The changes of bathrooms: from escaping controversy to causing it
September 25, 2016
Until last March, the bathroom was a place to get away from controversy. But with North Carolina’s bill requiring people to use the restroom corresponding to the gender on their birth certificate, it has become yet another battle-ground of the culture wars. Questions of how to compassionately and respectfully accommodate gender dysphoric people, especially students, have been quietly being dealt at more local levels for years now, but the North Carolina bill thrust the issue into the national spotlight.

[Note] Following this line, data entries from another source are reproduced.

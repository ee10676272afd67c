mod ess_daemon;

use log::error;
use std::env;
use std::path::PathBuf;

use crate::ess_daemon::{parse_daemon_list, run_ess_daemon, EssDaemonRunOptions};
use ess_daemons::{ALL_DAEMONS, DEFAULT_CONFIG_PATH, ESS_CONFIG_ENV};

fn usage() -> String {
    format!(
        "usage: ess_daemon [--config <path>] [--daemons <name,name,...>]\n\
         defaults:\n\
         --config ${} or {}\n\
         --daemons [common] daemons from the config\n\
         daemons: {}",
        ESS_CONFIG_ENV,
        DEFAULT_CONFIG_PATH,
        ALL_DAEMONS.join(", ")
    )
}

fn parse_args(args: &[String]) -> Result<EssDaemonRunOptions, String> {
    let mut options = EssDaemonRunOptions::default();
    let mut i = 0usize;
    while i < args.len() {
        match args[i].as_str() {
            "-h" | "--help" => return Err(usage()),
            "--config" => {
                i += 1;
                let value = args
                    .get(i)
                    .ok_or_else(|| "missing value for --config".to_string())?;
                options.config_path = Some(PathBuf::from(value));
            }
            "--daemons" => {
                i += 1;
                let value = args
                    .get(i)
                    .ok_or_else(|| "missing value for --daemons".to_string())?;
                options.daemons = Some(parse_daemon_list(value)?);
            }
            other => {
                return Err(format!("unknown argument: {}\n{}", other, usage()));
            }
        }
        i += 1;
    }
    Ok(options)
}

fn main() {
    let args = env::args().skip(1).collect::<Vec<String>>();
    let options = match parse_args(&args) {
        Ok(v) => v,
        Err(msg) => {
            eprintln!("{}", msg);
            std::process::exit(1);
        }
    };

    if let Err(err) = run_ess_daemon(options) {
        error!("run ess_daemon failed: {}", err);
        eprintln!("run ess_daemon failed: {}", err);
        std::process::exit(1);
    }
}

The issue of transgenderism begins with the simple matter of truth. What is truth? In very simple terms, it is the conforming of one’s mind to reality. When one’s vision of the world or of oneself does not line up with with reality, that is a case for mental illness. For example, sufferers of anorexia perceive themselves to be overweight based on a skewed vision of what they think their bodies look like. In most cases, however, they are not overweight, and the disease is a manifestation of an underlying desire for control. According to experts, the case for gender dysphoria is very similar. The one affected perceives that they were “born in the wrong body,” despite there being little medical evidence to back up this feeling.

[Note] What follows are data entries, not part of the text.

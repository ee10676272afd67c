#[macro_use]
mod macros;

mod collection;
mod content;
mod edge;
mod event;
mod plugin;
mod request;
mod tools;

pub use collection::*;
pub use content::*;
pub use edge::*;
pub use event::*;
pub use plugin::*;
pub use request::*;
pub use tools::*;

use reqwest::StatusCode;
use thiserror::Error;

#[derive(Error, Debug, Clone, PartialEq)]
pub enum EssError {
    #[error("internal error: {0}")]
    Internal(String),
    #[error("not found: {0}")]
    NotFound(String),
    #[error("already exists: {0}")]
    AlreadyExists(String),
    #[error("connection error: {0}")]
    ConnectionError(String),
    #[error("no suitable candidate: {0}")]
    NoSuitableCandidate(String),
    #[error("plugin unavailable: {0}")]
    PluginUnavailable(String),
    #[error("plugin execution failed: {0}")]
    PluginExecution(String),
    #[error("no requested data: {0}")]
    NoRequestedData(String),
    #[error("invalid param: {0}")]
    InvalidParam(String),
    #[error("invalid state transition: {0}")]
    InvalidStateTransition(String),
    #[error("db error: {0}")]
    DbError(String),
    #[error("I/O error: {0}")]
    IoError(String),
    #[error("decode error: {0}")]
    DecodeError(String),
    #[error("remote error: {0}")]
    RemoteError(String),
}

impl EssError {
    pub fn from_http_status(code: StatusCode, info: String) -> Self {
        match code {
            StatusCode::NOT_FOUND => EssError::NotFound(info),
            StatusCode::CONFLICT => EssError::AlreadyExists(info),
            StatusCode::BAD_REQUEST => EssError::InvalidParam(info),
            StatusCode::INTERNAL_SERVER_ERROR => EssError::Internal(info),
            _ => EssError::RemoteError(format!("HTTP error: {} for {}", code, info)),
        }
    }

    /// Status code a Head service answers with for this error.
    pub fn status_code(&self) -> StatusCode {
        match self {
            EssError::NotFound(_) => StatusCode::NOT_FOUND,
            EssError::AlreadyExists(_) => StatusCode::CONFLICT,
            EssError::InvalidParam(_)
            | EssError::InvalidStateTransition(_)
            | EssError::DecodeError(_) => StatusCode::BAD_REQUEST,
            _ => StatusCode::INTERNAL_SERVER_ERROR,
        }
    }

    pub fn is_not_found(&self) -> bool {
        matches!(self, EssError::NotFound(_))
    }

    pub fn is_duplicate(&self) -> bool {
        matches!(self, EssError::AlreadyExists(_))
    }

    pub fn is_connection_error(&self) -> bool {
        matches!(self, EssError::ConnectionError(_))
    }

    /// Errors raised by a plugin while executing a task.
    pub fn is_plugin_error(&self) -> bool {
        matches!(
            self,
            EssError::PluginExecution(_) | EssError::NoRequestedData(_)
        )
    }
}

pub type EssResult<T> = std::result::Result<T, EssError>;

impl From<std::io::Error> for EssError {
    fn from(err: std::io::Error) -> Self {
        EssError::IoError(err.to_string())
    }
}

impl From<serde_json::Error> for EssError {
    fn from(err: serde_json::Error) -> Self {
        EssError::DecodeError(err.to_string())
    }
}

impl From<reqwest::Error> for EssError {
    fn from(err: reqwest::Error) -> Self {
        if err.is_connect() || err.is_timeout() {
            EssError::ConnectionError(err.to_string())
        } else if let Some(status) = err.status() {
            EssError::from_http_status(status, err.to_string())
        } else if err.is_decode() {
            EssError::DecodeError(err.to_string())
        } else {
            EssError::RemoteError(err.to_string())
        }
    }
}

In a 2014 op-ed in the Wall Street Journal (re-published in May 2016), former psychiatrist-in-chief at Johns Hopkins Paul McHugh wrote that “Policy makers and the media are doing no favors either to the public or the transgendered by treating their confusions as a right in need of defending rather than as a mental disorder that deserves understanding, treatment and prevention.”
He goes on to compare the remarkable similarity between gender dysphoria and other bodily dysphoria illnesses such as anorexia and bulimia. Furthermore, he sites several studies that have conclusively shown that encouraging cross-gender identification and/or gender reassignment surgeries have little to no impact on the mental health of most recipients. A study conducted by Johns Hopkins throughout the 1960’s found that around 80% of children who identified as the opposite gender no longer did so after going through puberty. A comprehensive study completed in 2011 by the Karolinka Institute in Sweden found that individuals who underwent sex-reassignment surgery started to experience a rapid deterioration in mental health about ten years after the operation.
Despite the overwhelming evidence that encouraging gender dysphoria at a young age is harmful to children, the US Department of Justice released a statement last May encouraging schools to allow their students to choose which locker room they would like to use based on gender identity rather than biological sex.
So where does this leave high schools? Should the federal government force schools to allow trans students to use the bathroom or locker room of their choice, as the Obama Administration has threatened? These cases are better handled on a case-by-case basis at the school and district levels rather than through so called “encouragement” from the federal government that will likely result in withholding funds from states the refuse to comply. Bullying states into accepting a social idea with remarkably little scientific basis does not open up dialogue for what is truly best for all students.
Schools have the foremost responsibility to ensure the safety, modesty and well-being of all of their students. If any student experiences undue amounts of stress relating to incidents in a locker room or restroom, the school could balance the needs of both trans and others by offering designated private facilities. These facilities could be could be made available to anyone who asks, thereby not singling out a single group of students. But under no circumstances should schools risk the safety and privacy of their students by permitting the use of locker rooms or restrooms by the opposite sex.
Male and female public restrooms do not exist to separate those who “identify” and males and those who “identify” as females, but rather to separate those with male anatomy from those with female anatomy. Much more often than not, men and women are sexually attracted to one another, which makes undressing with the opposite sex present uncomfortable. It is no myth that trans people experience significant struggles, and that schools should seek to shelter them from harassment.
In a culture that works so hard to promote self-love and acceptance of one’s body “as it is”, encouraging those with gender dysphoria to act on their desires is a ridiculous paradox. They need help and support to accept reality.
wow • Nov 14, 2016 at 9:15 am
This article is extremely biased and transphobic. You’re essentially saying there’s something wrong with transgender people – which there isn’t. There’s a difference between sex and gender – gender is the way you feel, sex is your anatomy. How dare you say “they need help and support to accept reality”? You claim that being transgender is a mental illness, but a psychological state is only considered a mental illness if it causes significant distress or disability; as far as I’m aware of, transgender people only feel “distress or disability” when they’re forced into these gender roles assigned by society. A recent study by The Lancet Psychiatry shows that “the social rejection and violence that many transgender people experience appears to be the primary source of their mental distress, as opposed to the distress being solely the result of being transgender.” You claim that there is “overwhelming evidence that encouraging gender dysphoria at a young age is harmful to children”, but a study by UCLA found that 57% of transgender teens with parents who were not supportive of them committed suicide. Would you rather try to force them to be something they don’t want to be, causing them to take their own life, or support them through this time of self-realization, even if it is just a phase?